Securities and Exchange Board of India (Sebi) Chairperson Madhabi Puri Buch has walked the talk. Around six months after saying that the market regulator is considering same-day settlement of trades on stock exchanges by March 2024 and eventually have a real-time settlement, Sebi has issued a consultation paper on instant settlement of securities and funds—a first globally. But there was a twist as the paper proposed an optional T+0 settlement cycle in two phases. In Phase 1, settlement of trades taking place till 1:30 pm will have to be completed by 4:30 pm. In Phase 2, there will be instantaneous trade-to-trade settlement for both funds and securities. In this, trading will be done till 3:30 pm. After Phase 2 is implemented, Phase 1 of optional T+0 will be discontinued. This will be in addition to the T+1 settlement cycle already existing in the equity cash segment.

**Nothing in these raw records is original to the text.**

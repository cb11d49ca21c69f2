//! Override hooks and the virtual-call re-entrancy guard.
//!
//! A widget's virtual operations (draw, handle, resize, show, hide, plus the
//! list-item and image families) have canonical implementations on the
//! widget itself and may be intercepted by a hook object bound to the
//! widget. The hook can run the original implementation at any point, and
//! the original may itself re-enter the dispatcher; an in-flight bitmask on
//! the binding keeps each operation from looping:
//!
//! 1. No hook bound: the canonical method runs.
//! 2. The operation's bit is already set: this call is a re-entry from
//!    inside the hook, so the canonical method runs directly.
//! 3. Otherwise the bit is set for the duration of the hook call (a scoped
//!    guard clears it on every return path) and the hook runs. Any call the
//!    hook makes back into the dispatcher for the same operation lands in
//!    case 2.
//!
//! The net effect is that the canonical implementation executes exactly once
//! per external trigger, whether the trigger enters through the dispatcher
//! or through the hook side, and whether or not the hook chains to the
//! original.

use crate::base::Widget;
use crate::draw::DrawContext;
use crate::event::{Event, EventContext};
use bitflags::bitflags;
use static_assertions::const_assert_eq;
use std::cell::Cell;
use std::rc::Rc;
use veldt_core::geometry::Rect;

bitflags! {
    /// One bit per hookable virtual operation.
    #[derive(Debug, Clone, Copy, PartialEq, Eq)]
    pub struct Vcall: u32 {
        // Widget operations
        const DRAW          = 1 << 0;
        const HANDLE        = 1 << 1;
        const RESIZE        = 1 << 2;
        const SHOW          = 1 << 3;
        const HIDE          = 1 << 4;
        const DRAW_OVERLAY  = 1 << 5;

        // List-item operations
        const ITEM_FIRST        = 1 << 6;
        const ITEM_NEXT         = 1 << 7;
        const ITEM_PREV         = 1 << 8;
        const ITEM_LAST         = 1 << 9;
        const ITEM_HEIGHT       = 1 << 10;
        const ITEM_WIDTH        = 1 << 11;
        const ITEM_QUICK_HEIGHT = 1 << 12;
        const ITEM_DRAW         = 1 << 13;
        const ITEM_TEXT         = 1 << 14;
        const ITEM_SWAP         = 1 << 15;
        const ITEM_AT           = 1 << 16;
        const FULL_WIDTH        = 1 << 17;
        const FULL_HEIGHT       = 1 << 18;
        const INCR_HEIGHT       = 1 << 19;
        const ITEM_SELECT       = 1 << 20;
        const ITEM_SELECTED     = 1 << 21;

        // Image operations
        const IMAGE_COPY          = 1 << 22;
        const IMAGE_COLOR_AVERAGE = 1 << 23;
        const IMAGE_DESATURATE    = 1 << 24;
        const IMAGE_LABEL         = 1 << 25;
        const IMAGE_DRAW          = 1 << 26;
        const IMAGE_UNCACHE       = 1 << 27;
    }
}

impl Vcall {
    pub const WIDGET_FAMILY: Self = Self::DRAW
        .union(Self::HANDLE)
        .union(Self::RESIZE)
        .union(Self::SHOW)
        .union(Self::HIDE)
        .union(Self::DRAW_OVERLAY);

    pub const LIST_FAMILY: Self = Self::ITEM_FIRST
        .union(Self::ITEM_NEXT)
        .union(Self::ITEM_PREV)
        .union(Self::ITEM_LAST)
        .union(Self::ITEM_HEIGHT)
        .union(Self::ITEM_WIDTH)
        .union(Self::ITEM_QUICK_HEIGHT)
        .union(Self::ITEM_DRAW)
        .union(Self::ITEM_TEXT)
        .union(Self::ITEM_SWAP)
        .union(Self::ITEM_AT)
        .union(Self::FULL_WIDTH)
        .union(Self::FULL_HEIGHT)
        .union(Self::INCR_HEIGHT)
        .union(Self::ITEM_SELECT)
        .union(Self::ITEM_SELECTED);

    pub const IMAGE_FAMILY: Self = Self::IMAGE_COPY
        .union(Self::IMAGE_COLOR_AVERAGE)
        .union(Self::IMAGE_DESATURATE)
        .union(Self::IMAGE_LABEL)
        .union(Self::IMAGE_DRAW)
        .union(Self::IMAGE_UNCACHE);
}

// The families share one mask word, so their bit ranges must not overlap.
const_assert_eq!(Vcall::WIDGET_FAMILY.bits() & Vcall::LIST_FAMILY.bits(), 0);
const_assert_eq!(Vcall::WIDGET_FAMILY.bits() & Vcall::IMAGE_FAMILY.bits(), 0);
const_assert_eq!(Vcall::LIST_FAMILY.bits() & Vcall::IMAGE_FAMILY.bits(), 0);

/// Pairs a hook object with the in-flight mask it shares with the hooked
/// object. Cloning a binding shares both, so a widget-family view and a
/// list-family view of the same hook observe the same mask.
pub struct HookBinding<H: ?Sized> {
    in_flight: Rc<Cell<u32>>,
    hook: Rc<H>,
}

impl<H: ?Sized> HookBinding<H> {
    pub fn new(hook: Rc<H>) -> Self {
        Self {
            in_flight: Rc::new(Cell::new(0)),
            hook,
        }
    }

    /// Build a binding that shares `mask` with another binding, for hook
    /// objects participating in more than one operation family.
    pub fn with_mask(hook: Rc<H>, mask: Rc<Cell<u32>>) -> Self {
        Self {
            in_flight: mask,
            hook,
        }
    }

    pub fn hook(&self) -> Rc<H> {
        Rc::clone(&self.hook)
    }

    pub fn mask(&self) -> Rc<Cell<u32>> {
        Rc::clone(&self.in_flight)
    }

    /// Whether `op` is currently executing through this binding.
    pub fn in_flight(&self, op: Vcall) -> bool {
        self.in_flight.get() & op.bits() != 0
    }

    /// Mark `op` in flight until the guard drops.
    pub fn acquire(&self, op: Vcall) -> VcallGuard {
        let mask = Rc::clone(&self.in_flight);
        mask.set(mask.get() | op.bits());
        VcallGuard { mask, bits: op.bits() }
    }
}

impl<H: ?Sized> Clone for HookBinding<H> {
    fn clone(&self) -> Self {
        Self {
            in_flight: Rc::clone(&self.in_flight),
            hook: Rc::clone(&self.hook),
        }
    }
}

/// Scoped ownership of one in-flight bit. Dropping the guard clears the bit,
/// so early returns and every other exit path release it.
pub struct VcallGuard {
    mask: Rc<Cell<u32>>,
    bits: u32,
}

impl Drop for VcallGuard {
    fn drop(&mut self) {
        self.mask.set(self.mask.get() & !self.bits);
    }
}

/// Override hooks for the widget operation family.
///
/// Each method defaults to running the canonical implementation, so a hook
/// overrides only the operations it cares about. Inside an override, call
/// the matching [`dispatch`] function to run the original; the in-flight bit
/// routes that call straight to the canonical method.
///
/// Hooks take `&self`; implementations needing state use interior
/// mutability.
pub trait WidgetHook {
    fn draw(&self, widget: &mut dyn Widget, ctx: &mut DrawContext<'_>) {
        widget.draw(ctx);
    }

    fn handle(&self, widget: &mut dyn Widget, event: &Event, ctx: &mut EventContext<'_>) -> bool {
        widget.handle(event, ctx)
    }

    fn resize(&self, widget: &mut dyn Widget, bounds: Rect<i32>) {
        widget.resize(bounds);
    }

    fn show(&self, widget: &mut dyn Widget) {
        widget.show();
    }

    fn hide(&self, widget: &mut dyn Widget) {
        widget.hide();
    }

    fn draw_overlay(&self, widget: &mut dyn Widget, ctx: &mut DrawContext<'_>) {
        widget.draw_overlay(ctx);
    }
}

/// Hook-aware entry points for the widget operation family.
///
/// All code that is not itself a canonical implementation must call widgets
/// through these functions.
pub mod dispatch {
    use super::*;

    pub fn draw(widget: &mut dyn Widget, ctx: &mut DrawContext<'_>) {
        let Some(binding) = widget.base().hooks().cloned() else {
            widget.draw(ctx);
            return;
        };
        if binding.in_flight(Vcall::DRAW) {
            widget.draw(ctx);
            return;
        }
        let hook = binding.hook();
        let _guard = binding.acquire(Vcall::DRAW);
        hook.draw(widget, ctx);
    }

    pub fn handle(widget: &mut dyn Widget, event: &Event, ctx: &mut EventContext<'_>) -> bool {
        let consumed = match widget.base().hooks().cloned() {
            None => widget.handle(event, ctx),
            Some(binding) => {
                if binding.in_flight(Vcall::HANDLE) {
                    widget.handle(event, ctx)
                } else {
                    let hook = binding.hook();
                    let _guard = binding.acquire(Vcall::HANDLE);
                    hook.handle(widget, event, ctx)
                }
            }
        };
        if consumed && matches!(event, Event::Push { .. }) {
            ctx.offer_pushed(widget.base().id());
        }
        consumed
    }

    pub fn resize(widget: &mut dyn Widget, bounds: Rect<i32>) {
        let Some(binding) = widget.base().hooks().cloned() else {
            widget.resize(bounds);
            return;
        };
        if binding.in_flight(Vcall::RESIZE) {
            widget.resize(bounds);
            return;
        }
        let hook = binding.hook();
        let _guard = binding.acquire(Vcall::RESIZE);
        hook.resize(widget, bounds);
    }

    pub fn show(widget: &mut dyn Widget) {
        let Some(binding) = widget.base().hooks().cloned() else {
            widget.show();
            return;
        };
        if binding.in_flight(Vcall::SHOW) {
            widget.show();
            return;
        }
        let hook = binding.hook();
        let _guard = binding.acquire(Vcall::SHOW);
        hook.show(widget);
    }

    pub fn hide(widget: &mut dyn Widget) {
        let Some(binding) = widget.base().hooks().cloned() else {
            widget.hide();
            return;
        };
        if binding.in_flight(Vcall::HIDE) {
            widget.hide();
            return;
        }
        let hook = binding.hook();
        let _guard = binding.acquire(Vcall::HIDE);
        hook.hide(widget);
    }

    pub fn draw_overlay(widget: &mut dyn Widget, ctx: &mut DrawContext<'_>) {
        let Some(binding) = widget.base().hooks().cloned() else {
            widget.draw_overlay(ctx);
            return;
        };
        if binding.in_flight(Vcall::DRAW_OVERLAY) {
            widget.draw_overlay(ctx);
            return;
        }
        let hook = binding.hook();
        let _guard = binding.acquire(Vcall::DRAW_OVERLAY);
        hook.draw_overlay(widget, ctx);
    }
}

#[cfg(test)]
mod tests {
    use super::*;

    struct NoopHook;
    impl WidgetHook for NoopHook {}

    #[test]
    fn test_guard_clears_on_drop() {
        let binding: HookBinding<dyn WidgetHook> = HookBinding::new(Rc::new(NoopHook));
        assert!(!binding.in_flight(Vcall::DRAW));
        {
            let _g = binding.acquire(Vcall::DRAW);
            assert!(binding.in_flight(Vcall::DRAW));
            assert!(!binding.in_flight(Vcall::HANDLE));
        }
        assert!(!binding.in_flight(Vcall::DRAW));
    }

    #[test]
    fn test_guard_bits_independent() {
        let binding: HookBinding<dyn WidgetHook> = HookBinding::new(Rc::new(NoopHook));
        let _a = binding.acquire(Vcall::DRAW);
        {
            let _b = binding.acquire(Vcall::HANDLE);
            assert!(binding.in_flight(Vcall::DRAW));
            assert!(binding.in_flight(Vcall::HANDLE));
        }
        assert!(binding.in_flight(Vcall::DRAW));
        assert!(!binding.in_flight(Vcall::HANDLE));
    }

    #[test]
    fn test_clone_shares_mask() {
        let binding: HookBinding<dyn WidgetHook> = HookBinding::new(Rc::new(NoopHook));
        let view = binding.clone();
        let _g = binding.acquire(Vcall::SHOW);
        assert!(view.in_flight(Vcall::SHOW));
    }
}
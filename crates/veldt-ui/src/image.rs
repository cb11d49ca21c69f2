//! Images and the image operation family.
//!
//! Image objects share the override-hook machinery with widgets: copy,
//! color-average, desaturate, label attachment, draw and uncache are
//! virtual calls with canonical implementations, re-entrancy guarded per
//! binding. No codecs live here; [`BitmapImage`] is an in-memory pixel
//! buffer and [`TiledImage`] replicates another image over an area.

use crate::base::WidgetBase;
use crate::draw::{DrawList, ImageId};
use crate::hook::{HookBinding, Vcall};
use std::any::Any;
use std::rc::Rc;
use std::sync::atomic::{AtomicU64, Ordering};
use veldt_core::color::Color;
use veldt_core::geometry::{Pos, Rect, Size};

static NEXT_IMAGE_ID: AtomicU64 = AtomicU64::new(1);

fn next_image_id() -> ImageId {
    ImageId(NEXT_IMAGE_ID.fetch_add(1, Ordering::Relaxed))
}

/// Base trait for image objects.
///
/// As with widgets, the trait methods are the canonical operations; callers
/// outside a canonical implementation go through [`dispatch`].
pub trait Image: Any {
    fn as_any(&self) -> &dyn Any;
    fn as_any_mut(&mut self) -> &mut dyn Any;

    fn width(&self) -> i32;
    fn height(&self) -> i32;

    fn hooks(&self) -> Option<&HookBinding<dyn ImageHook>> {
        None
    }

    /// A resized copy of the image.
    fn copy_sized(&self, width: i32, height: i32) -> Box<dyn Image>;

    /// Blend every pixel towards `color` (`weight` of the pixel remains).
    fn color_average(&mut self, color: Color, weight: f32);

    /// Convert to grayscale in place.
    fn desaturate(&mut self);

    /// Attach this image as `target`'s label: the widget's label now
    /// measures to the image extent.
    fn apply_label(&mut self, target: &mut WidgetBase) {
        target.clear_label();
        target.set_label_extent(Some(Size::new(self.width(), self.height())));
    }

    /// Paint into `area`, with `offset` shifting the source phase.
    fn draw(&mut self, list: &mut DrawList, area: Rect<i32>, offset: Pos<i32>);

    /// Drop any device-side cache. Canonically a no-op for in-memory images.
    fn uncache(&mut self) {}
}

/// Override hooks for the image operation family.
pub trait ImageHook {
    fn copy_sized(&self, image: &dyn Image, width: i32, height: i32) -> Box<dyn Image> {
        image.copy_sized(width, height)
    }

    fn color_average(&self, image: &mut dyn Image, color: Color, weight: f32) {
        image.color_average(color, weight);
    }

    fn desaturate(&self, image: &mut dyn Image) {
        image.desaturate();
    }

    fn apply_label(&self, image: &mut dyn Image, target: &mut WidgetBase) {
        image.apply_label(target);
    }

    fn draw(&self, image: &mut dyn Image, list: &mut DrawList, area: Rect<i32>, offset: Pos<i32>) {
        image.draw(list, area, offset);
    }

    fn uncache(&self, image: &mut dyn Image) {
        image.uncache();
    }
}

/// Hook-aware entry points for the image operation family.
pub mod dispatch {
    use super::*;

    pub fn copy_sized(image: &dyn Image, width: i32, height: i32) -> Box<dyn Image> {
        let Some(binding) = image.hooks().cloned() else {
            return image.copy_sized(width, height);
        };
        if binding.in_flight(Vcall::IMAGE_COPY) {
            return image.copy_sized(width, height);
        }
        let hook = binding.hook();
        let _guard = binding.acquire(Vcall::IMAGE_COPY);
        hook.copy_sized(image, width, height)
    }

    pub fn color_average(image: &mut dyn Image, color: Color, weight: f32) {
        let Some(binding) = image.hooks().cloned() else {
            image.color_average(color, weight);
            return;
        };
        if binding.in_flight(Vcall::IMAGE_COLOR_AVERAGE) {
            image.color_average(color, weight);
            return;
        }
        let hook = binding.hook();
        let _guard = binding.acquire(Vcall::IMAGE_COLOR_AVERAGE);
        hook.color_average(image, color, weight);
    }

    pub fn desaturate(image: &mut dyn Image) {
        let Some(binding) = image.hooks().cloned() else {
            image.desaturate();
            return;
        };
        if binding.in_flight(Vcall::IMAGE_DESATURATE) {
            image.desaturate();
            return;
        }
        let hook = binding.hook();
        let _guard = binding.acquire(Vcall::IMAGE_DESATURATE);
        hook.desaturate(image);
    }

    pub fn apply_label(image: &mut dyn Image, target: &mut WidgetBase) {
        let Some(binding) = image.hooks().cloned() else {
            image.apply_label(target);
            return;
        };
        if binding.in_flight(Vcall::IMAGE_LABEL) {
            image.apply_label(target);
            return;
        }
        let hook = binding.hook();
        let _guard = binding.acquire(Vcall::IMAGE_LABEL);
        hook.apply_label(image, target);
    }

    pub fn draw(image: &mut dyn Image, list: &mut DrawList, area: Rect<i32>, offset: Pos<i32>) {
        let Some(binding) = image.hooks().cloned() else {
            image.draw(list, area, offset);
            return;
        };
        if binding.in_flight(Vcall::IMAGE_DRAW) {
            image.draw(list, area, offset);
            return;
        }
        let hook = binding.hook();
        let _guard = binding.acquire(Vcall::IMAGE_DRAW);
        hook.draw(image, list, area, offset);
    }

    pub fn uncache(image: &mut dyn Image) {
        let Some(binding) = image.hooks().cloned() else {
            image.uncache();
            return;
        };
        if binding.in_flight(Vcall::IMAGE_UNCACHE) {
            image.uncache();
            return;
        }
        let hook = binding.hook();
        let _guard = binding.acquire(Vcall::IMAGE_UNCACHE);
        hook.uncache(image);
    }
}

/// An in-memory RGBA pixel buffer.
pub struct BitmapImage {
    id: ImageId,
    width: i32,
    height: i32,
    pixels: Vec<Color>,
    hooks: Option<HookBinding<dyn ImageHook>>,
}

impl BitmapImage {
    pub fn new(width: i32, height: i32, fill: Color) -> Self {
        let (width, height) = (width.max(0), height.max(0));
        Self {
            id: next_image_id(),
            width,
            height,
            pixels: vec![fill; (width * height) as usize],
            hooks: None,
        }
    }

    pub fn id(&self) -> ImageId {
        self.id
    }

    pub fn pixel(&self, x: i32, y: i32) -> Option<Color> {
        if x < 0 || y < 0 || x >= self.width || y >= self.height {
            return None;
        }
        self.pixels.get((y * self.width + x) as usize).copied()
    }

    pub fn set_pixel(&mut self, x: i32, y: i32, color: Color) {
        if x < 0 || y < 0 || x >= self.width || y >= self.height {
            return;
        }
        let i = (y * self.width + x) as usize;
        if let Some(p) = self.pixels.get_mut(i) {
            *p = color;
        }
    }

    pub fn set_hooks(&mut self, hook: Rc<dyn ImageHook>) {
        self.hooks = Some(HookBinding::new(hook));
    }
}

impl Image for BitmapImage {
    fn as_any(&self) -> &dyn Any {
        self
    }

    fn as_any_mut(&mut self) -> &mut dyn Any {
        self
    }

    fn width(&self) -> i32 {
        self.width
    }

    fn height(&self) -> i32 {
        self.height
    }

    fn hooks(&self) -> Option<&HookBinding<dyn ImageHook>> {
        self.hooks.as_ref()
    }

    fn copy_sized(&self, width: i32, height: i32) -> Box<dyn Image> {
        let (width, height) = (width.max(0), height.max(0));
        let mut out = BitmapImage::new(width, height, Color::TRANSPARENT);
        // Nearest-neighbor resample.
        for y in 0..height {
            for x in 0..width {
                let sx = (x as i64 * self.width as i64 / width.max(1) as i64) as i32;
                let sy = (y as i64 * self.height as i64 / height.max(1) as i64) as i32;
                if let Some(c) = self.pixel(sx, sy) {
                    out.set_pixel(x, y, c);
                }
            }
        }
        Box::new(out)
    }

    fn color_average(&mut self, color: Color, weight: f32) {
        for p in &mut self.pixels {
            *p = p.average(color, weight);
        }
    }

    fn desaturate(&mut self) {
        for p in &mut self.pixels {
            *p = p.desaturate();
        }
    }

    fn draw(&mut self, list: &mut DrawList, area: Rect<i32>, offset: Pos<i32>) {
        let w = (self.width - offset.x).min(area.w);
        let h = (self.height - offset.y).min(area.h);
        list.image(self.id, Rect::new(area.x, area.y, w, h));
    }
}

/// An image that fills an area by repeating another image.
///
/// A stored width or height of zero means "tile whatever area the draw call
/// provides" instead of a fixed extent.
pub struct TiledImage {
    inner: Box<dyn Image>,
    width: i32,
    height: i32,
    hooks: Option<HookBinding<dyn ImageHook>>,
}

impl TiledImage {
    pub fn new(inner: Box<dyn Image>, width: i32, height: i32) -> Self {
        Self {
            inner,
            width: width.max(0),
            height: height.max(0),
            hooks: None,
        }
    }

    pub fn inner(&self) -> &dyn Image {
        self.inner.as_ref()
    }

    pub fn set_hooks(&mut self, hook: Rc<dyn ImageHook>) {
        self.hooks = Some(HookBinding::new(hook));
    }
}

impl Image for TiledImage {
    fn as_any(&self) -> &dyn Any {
        self
    }

    fn as_any_mut(&mut self) -> &mut dyn Any {
        self
    }

    fn width(&self) -> i32 {
        self.width
    }

    fn height(&self) -> i32 {
        self.height
    }

    fn hooks(&self) -> Option<&HookBinding<dyn ImageHook>> {
        self.hooks.as_ref()
    }

    fn copy_sized(&self, width: i32, height: i32) -> Box<dyn Image> {
        let inner = dispatch::copy_sized(self.inner.as_ref(), self.inner.width(), self.inner.height());
        Box::new(TiledImage::new(inner, width, height))
    }

    fn color_average(&mut self, color: Color, weight: f32) {
        dispatch::color_average(self.inner.as_mut(), color, weight);
    }

    fn desaturate(&mut self) {
        dispatch::desaturate(self.inner.as_mut());
    }

    fn draw(&mut self, list: &mut DrawList, area: Rect<i32>, offset: Pos<i32>) {
        let (iw, ih) = (self.inner.width(), self.inner.height());
        if iw <= 0 || ih <= 0 {
            return;
        }
        let w = if self.width != 0 { self.width } else { area.w };
        let h = if self.height != 0 { self.height } else { area.h };
        if w <= 0 || h <= 0 {
            return;
        }
        list.push_clip(Rect::new(area.x, area.y, w, h));
        let mut x = area.x + offset.x;
        let mut y = area.y + offset.y;
        x -= x % iw;
        y -= y % ih;
        let x_end = x + w;
        let y_end = y + h;
        let mut yy = y;
        while yy < y_end {
            let mut xx = x;
            while xx < x_end {
                dispatch::draw(self.inner.as_mut(), list, Rect::new(xx, yy, iw, ih), Pos::new(0, 0));
                xx += iw;
            }
            yy += ih;
        }
        list.pop_clip();
    }

    fn uncache(&mut self) {
        dispatch::uncache(self.inner.as_mut());
    }
}

#[cfg(test)]
mod tests {
    use super::*;
    use crate::draw::DrawCommand;

    #[test]
    fn test_bitmap_color_average() {
        let mut img = BitmapImage::new(2, 2, Color::WHITE);
        img.color_average(Color::BLACK, 0.5);
        let p = img.pixel(0, 0).unwrap();
        assert!((p.r - 0.5).abs() < 1e-6);
    }

    #[test]
    fn test_tiled_draw_covers_area() {
        let inner = Box::new(BitmapImage::new(10, 10, Color::RED));
        let mut tiled = TiledImage::new(inner, 0, 0);
        let mut list = DrawList::new();
        tiled.draw(&mut list, Rect::new(0, 0, 25, 25), Pos::new(0, 0));
        let tiles = list
            .commands()
            .iter()
            .filter(|c| matches!(c, DrawCommand::Image { .. }))
            .count();
        assert_eq!(tiles, 9);
        assert_eq!(list.clip_depth(), 0);
    }

    #[test]
    fn test_tiled_zero_size_uses_area_extent() {
        let inner = Box::new(BitmapImage::new(8, 8, Color::GREEN));
        let mut tiled = TiledImage::new(inner, 0, 0);
        let mut list = DrawList::new();
        tiled.draw(&mut list, Rect::new(4, 4, 8, 8), Pos::new(0, 0));
        match list.commands().first() {
            Some(DrawCommand::PushClip(clip)) => {
                assert_eq!(*clip, Rect::new(4, 4, 8, 8));
            }
            other => panic!("expected clip, got {other:?}"),
        }
    }

    #[test]
    fn test_tiled_empty_inner_is_noop() {
        let inner = Box::new(BitmapImage::new(0, 0, Color::RED));
        let mut tiled = TiledImage::new(inner, 0, 0);
        let mut list = DrawList::new();
        tiled.draw(&mut list, Rect::new(0, 0, 100, 100), Pos::new(0, 0));
        assert!(list.commands().is_empty());
    }
}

The latest proposal is in line with Sebi’s continuous efforts to reduce the timeline of settlements. The regulator had earlier shortened the settlement cycle to T+3 from T+5 in 2002 and subsequently to T+2 in 2003. It introduced T+1 settlement in a phased manner in 2021 which was fully implemented from January 2023. The regulator’s move, many say, may free up margins and boost liquidity in the markets, but will impact the business models of stock brokers who rely on interest income from client funds. Besides, the potential advantages of reducing counterparty risk and boosting liquidity signal positive growth for the sector. What helped the regulator make up its mind is the solid digital payment infrastructure, which has helped make the Unified Payments Interface (UPI) a grand success. The stock market infrastructure is also quite robust, allowing instant reconciliation of trades helping depositories to update their clients on debit and credit for securities.
But the tricky part is that T+0 will require an even more robust system that will need banks, brokerages and investors to be constantly on their toes. Market experts believe the payment system will be pushed to the hilt when this system is implemented. For example, this year two festival dates happened one after the other. So, people who traded on T+1 had a harrowing time settling the trades. Many had to work well past midnight to settle. While Sebi is betting on the fact that a high percentage of retail investors bring funds and securities upfront before placing the order and according to its own data, in June 2023, for around 94% of delivery-based trades with value up to `1 lakh per transaction, investors made early pay—in of funds and securities. However, even if one has the money in the account, it may not get disbursed on time. Another challenge would be the divergence in the price of the same stock in the different settlement cycles.
The regulator has assured that liquidity and price gaps would be addressed because market participants can access both T+0 and T+1 through various measures like arbitrageurs and limiting the divergence by introducing price bands. Of course, precautions are being taken in introducing the number of stocks under this settlement system in tranches—the top 500 stocks will be transitioned in three phases—200, 200 and 100 from lowest to highest market capitalisation. Overall, the market regulator may be ready, but the overall system will need time to digest such a big move.